Unlike most of the rare earth metals that exist in trivalent states, cerium can also occur in a tetravalent state and may shift between these two states in a redox equilibrium. XPS analysis of uncoated NPs results in the assignment of the Ce 3d 5/2 region to two oxidation states, Ce(III) and Ce(IV). Spectra of Ce 3d 5/2 and O 1s regions are shown in Fig. S2.[thin space (1/6-em)]33

In the case of CeO2@PSPM NPs (see Fig. S3 ESI) the XPS spectra show the existence of a sulphonate group in the 2p region of sulphur, at 168.1 eV, which indicates the presence of PSPM brushes on top of the NPs.34,35 The nitrogen signal recorded in the N 1s region at 400.1 eV arises from the NH2 group. This is a result of the surface functionalisation of CeO2 with the silane linker terminated with primary amines.

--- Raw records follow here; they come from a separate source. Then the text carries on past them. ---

//! Filtered, paged, most-recent-first list of conversations.

use deskline_proto::conversation::{Conversation, ConversationFilter, ConversationId, MessagePreview};
use deskline_proto::event::{Command, ConversationPage, ConversationsQuery};

use crate::paging::{PageRequest, Pager};

/// What an upsert did to the filtered view.
#[derive(Debug, Clone, Copy, PartialEq, Eq)]
pub enum Upsert {
    /// New entry, placed at the front.
    Inserted,
    /// Existing entry merged (and moved to the front if it saw new activity).
    Updated,
    /// Existing entry no longer matches the filter and left the view.
    Removed,
    /// Not in the view and does not match the filter.
    Ignored,
}

/// The conversation list for the current filter.
#[derive(Debug)]
pub struct ConversationStore {
    items: Vec<Conversation>,
    filter: ConversationFilter,
    pager: Pager,
    page_size: u32,
}

impl ConversationStore {
    /// Create an empty store that requests `page_size` conversations per page.
    #[must_use]
    pub fn new(page_size: u32) -> Self {
        Self {
            items: Vec::new(),
            filter: ConversationFilter::default(),
            pager: Pager::default(),
            page_size,
        }
    }

    /// Switch to `filter` and request its first page.
    ///
    /// The current entries stay visible until the reply replaces them.
    pub fn load(&mut self, filter: ConversationFilter) -> Command {
        self.filter = filter;
        self.pager.begin_initial();
        tracing::debug!(filter = %filter, "loading conversations");
        self.query(None)
    }

    /// Request the first page again with the current filter.
    pub fn reload(&mut self) -> Command {
        self.load(self.filter)
    }

    /// Reload on a new transport. Requests sent on the old one are
    /// forgotten.
    pub fn resync(&mut self) -> Command {
        self.pager.forget_in_flight();
        self.reload()
    }

    /// Request the next page, unless one is in flight or none remain.
    pub fn load_more(&mut self) -> Option<Command> {
        let cursor = self.pager.begin_next()?;
        tracing::debug!(cursor = %cursor, "loading more conversations");
        Some(self.query(Some(cursor)))
    }

    fn query(&self, cursor: Option<deskline_proto::event::Cursor>) -> Command {
        Command::GetConversations(ConversationsQuery {
            limit: self.page_size,
            status: self.filter.status,
            platform: self.filter.platform,
            cursor,
        })
    }

    /// Apply a `conversationsList` reply. Returns how many entries were added.
    ///
    /// An initial page replaces the list; a follow-up page appends only ids
    /// not already present. A reply to a superseded request changes nothing.
    pub fn apply_page(&mut self, page: ConversationPage) -> usize {
        let Some(request) = self.pager.finish(page.next_cursor, page.has_more) else {
            return 0;
        };
        if request == PageRequest::Initial {
            self.items.clear();
        }
        let before = self.items.len();
        for conversation in page.conversations {
            if !self.contains(conversation.id) {
                self.items.push(conversation);
            }
        }
        self.items.len() - before
    }

    /// Merge a conversation pushed by the server or returned by the API.
    pub fn upsert(&mut self, conversation: Conversation) -> Upsert {
        let matches = self.filter.matches(&conversation);
        match self.position(conversation.id) {
            Some(index) if !matches => {
                self.items.remove(index);
                Upsert::Removed
            }
            Some(index) => {
                let newer = conversation.last_activity_at > self.items[index].last_activity_at;
                self.items[index] = conversation;
                if newer {
                    self.move_to_front(index);
                }
                Upsert::Updated
            }
            None if matches => {
                self.items.insert(0, conversation);
                Upsert::Inserted
            }
            None => Upsert::Ignored,
        }
    }

    /// Record new activity on a conversation and move it to the front.
    ///
    /// Returns `false` if the conversation is not in the view.
    pub fn touch(&mut self, id: ConversationId, preview: MessagePreview, count_unread: bool) -> bool {
        let Some(index) = self.position(id) else {
            return false;
        };
        let entry = &mut self.items[index];
        if preview.sent_at > entry.last_activity_at {
            entry.last_activity_at = preview.sent_at;
        }
        entry.last_message = Some(preview);
        if count_unread {
            entry.unread_count = entry.unread_count.saturating_add(1);
        }
        self.move_to_front(index);
        true
    }

    /// Apply a read receipt. Returns `false` if the conversation is unknown.
    pub fn mark_read(&mut self, id: ConversationId) -> bool {
        self.get_mut(id).is_some_and(|c| {
            c.unread_count = 0;
            true
        })
    }

    /// Change a conversation locally, returning its previous value.
    ///
    /// The edited entry leaves the view if it no longer matches the filter.
    pub fn edit(&mut self, id: ConversationId, f: impl FnOnce(&mut Conversation)) -> Option<Conversation> {
        let index = self.position(id)?;
        let previous = self.items[index].clone();
        f(&mut self.items[index]);
        if !self.filter.matches(&self.items[index]) {
            self.items.remove(index);
        }
        Some(previous)
    }

    fn move_to_front(&mut self, index: usize) {
        if index > 0 {
            let entry = self.items.remove(index);
            self.items.insert(0, entry);
        }
    }

    fn position(&self, id: ConversationId) -> Option<usize> {
        self.items.iter().position(|c| c.id == id)
    }

    fn get_mut(&mut self, id: ConversationId) -> Option<&mut Conversation> {
        self.items.iter_mut().find(|c| c.id == id)
    }

    #[must_use]
    pub fn get(&self, id: ConversationId) -> Option<&Conversation> {
        self.items.iter().find(|c| c.id == id)
    }

    #[must_use]
    pub fn contains(&self, id: ConversationId) -> bool {
        self.position(id).is_some()
    }

    /// Entries in display order, most recently active first.
    #[must_use]
    pub fn as_slice(&self) -> &[Conversation] {
        &self.items
    }

    #[must_use]
    pub const fn filter(&self) -> ConversationFilter {
        self.filter
    }

    #[must_use]
    pub fn is_loading(&self) -> bool {
        self.pager.is_loading()
    }

    #[must_use]
    pub const fn has_more(&self) -> bool {
        self.pager.has_more()
    }
}
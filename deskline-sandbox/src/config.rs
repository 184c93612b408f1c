//! Configuration for the sandbox backend.
//!
//! Supports layered configuration with the following priority (highest first):
//! 1. CLI arguments
//! 2. Environment variables (via clap `env` attribute)
//! 3. TOML config file (`~/.config/deskline-sandbox/config.toml`)
//! 4. Compiled defaults

use std::path::PathBuf;

/// Errors that can occur when loading sandbox configuration.
#[derive(Debug, thiserror::Error)]
pub enum ConfigError {
    /// Failed to read the configuration file.
    #[error("failed to read config file {path}: {source}")]
    ReadFile {
        /// Path that was attempted.
        path: PathBuf,
        /// Underlying I/O error.
        source: std::io::Error,
    },

    /// Failed to parse the TOML configuration.
    #[error("failed to parse config file: {0}")]
    ParseToml(#[from] toml::de::Error),
}

// ---------------------------------------------------------------------------
// TOML file structs (all fields Option for partial overrides)
// ---------------------------------------------------------------------------

#[derive(Debug, Default, serde::Deserialize)]
#[serde(default)]
struct SandboxConfigFile {
    sandbox: SandboxFileConfig,
}

/// `[sandbox]` section of the config file.
#[derive(Debug, Default, serde::Deserialize)]
#[serde(default)]
struct SandboxFileConfig {
    bind_addr: Option<String>,
    public_url: Option<String>,
    seed: Option<bool>,
}

// ---------------------------------------------------------------------------
// CLI arguments
// ---------------------------------------------------------------------------

/// CLI arguments for the sandbox backend.
#[derive(clap::Parser, Debug, Default)]
#[command(version, about = "In-memory Deskline backend for tests and local development")]
pub struct SandboxCliArgs {
    /// Address to bind to.
    #[arg(short, long, env = "DESKLINE_SANDBOX_ADDR")]
    pub bind: Option<String>,

    /// Base URL clients use to reach this server (upload and file links).
    #[arg(long, env = "DESKLINE_SANDBOX_PUBLIC_URL")]
    pub public_url: Option<String>,

    /// Start every project empty instead of with demo conversations.
    #[arg(long)]
    pub no_seed: bool,

    /// Path to config file (default: `~/.config/deskline-sandbox/config.toml`).
    #[arg(short, long)]
    pub config: Option<PathBuf>,

    /// Log level filter (trace, debug, info, warn, error).
    #[arg(long, default_value = "info", env = "DESKLINE_SANDBOX_LOG")]
    pub log_level: String,
}

// ---------------------------------------------------------------------------
// Resolved configuration
// ---------------------------------------------------------------------------

/// Fully resolved sandbox configuration.
#[derive(Debug, Clone)]
pub struct SandboxConfig {
    /// Address to bind the server to (e.g., `127.0.0.1:9300`).
    pub bind_addr: String,
    /// Externally visible base URL; derived from the bound address when unset.
    pub public_url: Option<String>,
    /// Seed new projects with demo conversations.
    pub seed: bool,
    /// Log level filter string.
    pub log_level: String,
}

impl Default for SandboxConfig {
    fn default() -> Self {
        Self {
            bind_addr: "127.0.0.1:9300".to_string(),
            public_url: None,
            seed: true,
            log_level: "info".to_string(),
        }
    }
}

impl SandboxConfig {
    /// Load configuration by merging CLI args, env vars, and a TOML file.
    ///
    /// # Errors
    ///
    /// Returns [`ConfigError`] if the explicit config file cannot be read
    /// or parsed.
    pub fn load(cli: &SandboxCliArgs) -> Result<Self, ConfigError> {
        let file = load_config_file(cli.config.as_deref())?;
        Ok(Self::resolve(cli, &file))
    }

    /// Priority: CLI > file > default.
    fn resolve(cli: &SandboxCliArgs, file: &SandboxConfigFile) -> Self {
        let defaults = Self::default();

        Self {
            bind_addr: cli
                .bind
                .clone()
                .or_else(|| file.sandbox.bind_addr.clone())
                .unwrap_or(defaults.bind_addr),
            public_url: cli
                .public_url
                .clone()
                .or_else(|| file.sandbox.public_url.clone()),
            seed: !cli.no_seed && file.sandbox.seed.unwrap_or(defaults.seed),
            log_level: cli.log_level.clone(),
        }
    }
}

// ---------------------------------------------------------------------------
// Internal helpers
// ---------------------------------------------------------------------------

fn load_config_file(
    explicit_path: Option<&std::path::Path>,
) -> Result<SandboxConfigFile, ConfigError> {
    let path = if let Some(p) = explicit_path {
        let contents = std::fs::read_to_string(p).map_err(|e| ConfigError::ReadFile {
            path: p.to_path_buf(),
            source: e,
        })?;
        return Ok(toml::from_str(&contents)?);
    } else {
        let Some(config_dir) = dirs::config_dir() else {
            return Ok(SandboxConfigFile::default());
        };
        config_dir.join("deskline-sandbox").join("config.toml")
    };

    match std::fs::read_to_string(&path) {
        Ok(contents) => Ok(toml::from_str(&contents)?),
        Err(e) if e.kind() == std::io::ErrorKind::NotFound => Ok(SandboxConfigFile::default()),
        Err(e) => Err(ConfigError::ReadFile { path, source: e }),
    }
}
#[tokio::test]
async fn send_text_confirms_exactly_once() {
    let mut console = Console::start(FakeApi::default(), FakeUploads::default()).await;
    console
        .open(vec![conv(42, ConversationStatus::Active, 10)], 42)
        .await;

    console.intent(Intent::SendText("hello".into())).await;
    let Command::SendMessage(send) = console.command().await else {
        panic!("expected sendMessage");
    };
    assert_eq!(send.conversation_id, ConversationId::new(42));
    assert_eq!(send.content.as_deref(), Some("hello"));

    let pending = console.until("pending message", |s| s.messages.len() == 1).await;
    assert_eq!(pending.messages[0].status, DeliveryStatus::Pending);
    assert_eq!(pending.messages[0].direction, Direction::Outgoing);

    console
        .push(&ServerEvent::MessageResult(SendResult {
            success: true,
            temp_message_id: Some(send.temp_message_id),
            message_id: Some(MessageId::new(999)),
            sent_at: None,
            error: None,
            message: None,
        }))
        .await;
    let mut echo = incoming(999, 42, 20);
    echo.direction = Direction::Outgoing;
    echo.content = Some("hello".into());
    echo.temp_message_id = Some(send.temp_message_id);
    console
        .push(&ServerEvent::NewMessage(NewMessage {
            message: echo,
            conversation: None,
        }))
        .await;

    let confirmed = console
        .until("confirmed", |s| {
            s.messages
                .first()
                .is_some_and(|m| m.key == MessageKey::Confirmed(MessageId::new(999)))
        })
        .await;
    assert_eq!(confirmed.messages.len(), 1);
    assert_eq!(confirmed.messages[0].status, DeliveryStatus::Done);
    assert_eq!(
        confirmed.conversations[0]
            .last_message
            .as_ref()
            .and_then(|m| m.content.as_deref()),
        Some("hello")
    );
}

#[tokio::test]
async fn failed_destination_marks_attachment_failed() {
    let uploads = FakeUploads {
        fail_destination: true,
    };
    let mut console = Console::start(FakeApi::default(), uploads).await;
    console
        .open(vec![conv(42, ConversationStatus::Active, 10)], 42)
        .await;

    console
        .intent(Intent::SendAttachment(OutgoingFile::new(
            "photo.png",
            "image/png",
            vec![0; 16],
        )))
        .await;

    let snapshot = console
        .until("attachment failed", |s| {
            !s.uploading && s.messages.first().is_some_and(|m| m.status == DeliveryStatus::Failed)
        })
        .await;
    assert_eq!(snapshot.messages.len(), 1);
    assert_eq!(snapshot.messages[0].message_type, MessageType::Image);
    let notice = snapshot.notice.unwrap();
    assert_eq!(notice.kind, NoticeKind::Failure);
    assert_eq!(
        notice.message,
        "could not prepare upload: The request could not be completed"
    );
    // Nothing was announced.
    console.assert_quiet().await;
}

#[tokio::test]
async fn filter_change_clears_excluded_selection() {
    let mut console = Console::start(FakeApi::default(), FakeUploads::default()).await;
    console
        .open(vec![conv(42, ConversationStatus::Active, 10)], 42)
        .await;

    console
        .intent(Intent::SetFilter(ConversationFilter::with_status(ConversationStatus::Closed)))
        .await;
    let snapshot = console
        .until("selection cleared", |s| s.active.is_none())
        .await;
    assert!(snapshot.messages.is_empty());

    let Command::GetConversations(query) = console.command().await else {
        panic!("expected getConversations");
    };
    assert_eq!(query.status, Some(ConversationStatus::Closed));
    console.push(&page(vec![conv(8, ConversationStatus::Closed, 5)], None)).await;
    let snapshot = console
        .until("closed list", |s| s.conversations.len() == 1 && !s.conversations_loading)
        .await;
    assert_eq!(snapshot.conversations[0].id, ConversationId::new(8));
    assert_eq!(snapshot.active, None);
}

#[tokio::test]
async fn unread_resets_after_read_receipt() {
    let mut console = Console::start(FakeApi::default(), FakeUploads::default()).await;
    console
        .open(
            vec![
                conv(42, ConversationStatus::Active, 50),
                conv(7, ConversationStatus::Active, 40),
            ],
            42,
        )
        .await;

    console
        .push(&ServerEvent::NewMessage(NewMessage {
            message: incoming(11, 7, 60),
            conversation: None,
        }))
        .await;
    let snapshot = console
        .until("unread counted", |s| {
            s.conversations.iter().any(|c| c.id == ConversationId::new(7) && c.unread_count == 1)
        })
        .await;
    assert_eq!(snapshot.conversations[0].id, ConversationId::new(7));

    console
        .push(&ServerEvent::MessagesMarkedRead(ConversationRef {
            conversation_id: ConversationId::new(7),
        }))
        .await;
    console
        .until("unread reset", |s| s.conversations.iter().all(|c| c.unread_count == 0))
        .await;
}

#[tokio::test]
async fn reconnect_resyncs_list_and_history() {
    let mut console = Console::start(FakeApi::default(), FakeUploads::default()).await;
    console
        .open(vec![conv(42, ConversationStatus::Active, 10)], 42)
        .await;

    console.backend.close().await;
    let snapshot = console
        .until("offline", |s| !s.connection.connected && s.notice.is_some())
        .await;
    assert_eq!(
        snapshot.notice.map(|n| n.message).as_deref(),
        Some("disconnected: transport close")
    );

    console.backend = tokio::time::timeout(WAIT, console.backends.recv())
        .await
        .unwrap()
        .unwrap();
    console.push(&ServerEvent::Ready).await;

    assert_eq!(console.command().await.name(), "getConversations");
    let Command::GetMessages(query) = console.command().await else {
        panic!("expected getMessages");
    };
    assert_eq!(query.conversation_id, ConversationId::new(42));
    assert!(query.cursor.is_none());
    assert_eq!(console.command().await.name(), "markMessagesRead");
    console.until("online", |s| s.connection.connected).await;
}

#[tokio::test]
async fn rejected_close_rolls_back() {
    let api = FakeApi {
        fail_with: Some("Conversation is already closed"),
    };
    let mut console = Console::start(api, FakeUploads::default()).await;
    console
        .open(vec![conv(42, ConversationStatus::Active, 10)], 42)
        .await;

    console
        .intent(Intent::CloseConversation(ConversationId::new(42)))
        .await;
    let snapshot = console
        .until("rolled back", |s| s.notice.is_some())
        .await;
    assert_eq!(snapshot.conversations[0].status, ConversationStatus::Active);
    assert_eq!(
        snapshot.notice.unwrap().message,
        "Conversation is already closed"
    );

    // The notice expires on its own.
    console.until("notice expired", |s| s.notice.is_none()).await;
}

#[tokio::test]
async fn deep_link_to_customer_opens_when_listed() {
    let mut console = Console::start(FakeApi::default(), FakeUploads::default()).await;
    console.intent(Intent::OpenCustomer(CustomerId::new(500))).await;

    let mut linked = conv(77, ConversationStatus::Active, 10);
    linked.customer_id = Some(CustomerId::new(500));
    console
        .push(&page(vec![conv(1, ConversationStatus::Active, 20), linked], None))
        .await;

    console
        .until("deep link applied", |s| s.active == Some(ConversationId::new(77)))
        .await;
    assert_eq!(console.command().await.name(), "getMessages");
}

#[tokio::test]
async fn shutdown_releases_subscription() {
    let console = Console::start(FakeApi::default(), FakeUploads::default()).await;
    assert_eq!(console.connection.subscriber_count(), 1);

    console.intent(Intent::Shutdown).await;
    tokio::time::timeout(WAIT, console.engine).await.unwrap().unwrap();
    assert_eq!(console.connection.subscriber_count(), 0);

    console.connection.disconnect();
    let mut state = console.connection.watch_state();
    tokio::time::timeout(WAIT, state.wait_for(|s| !s.connected))
        .await
        .unwrap()
        .unwrap();
}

As shown in Fig. S4 (ESI), in the case of CeO2@PMETAC, the photoelectron peak in the N 1s region can be resolved into two species; NH2 at 400 eV and quaternary nitrogen at 402.8 eV respectively.35 The first peak emanates from the amine group at the end of the silane linker, as seen for CeO2@PSPM NPs. The quaternary ammonium structure arises from the PMETAC polymer, and here serves as proof of the existence of the brushes.

The fluorescence emission spectra of the labelled NPs were compared with the fluorescence emission spectra of Alexa 488 in water. The peak emission wavelength of the dye attached to the NPs shifted only a few nanometres (Fig. S5), meaning that the attachment of the dye to the NPs did not alter its spectroscopic properties.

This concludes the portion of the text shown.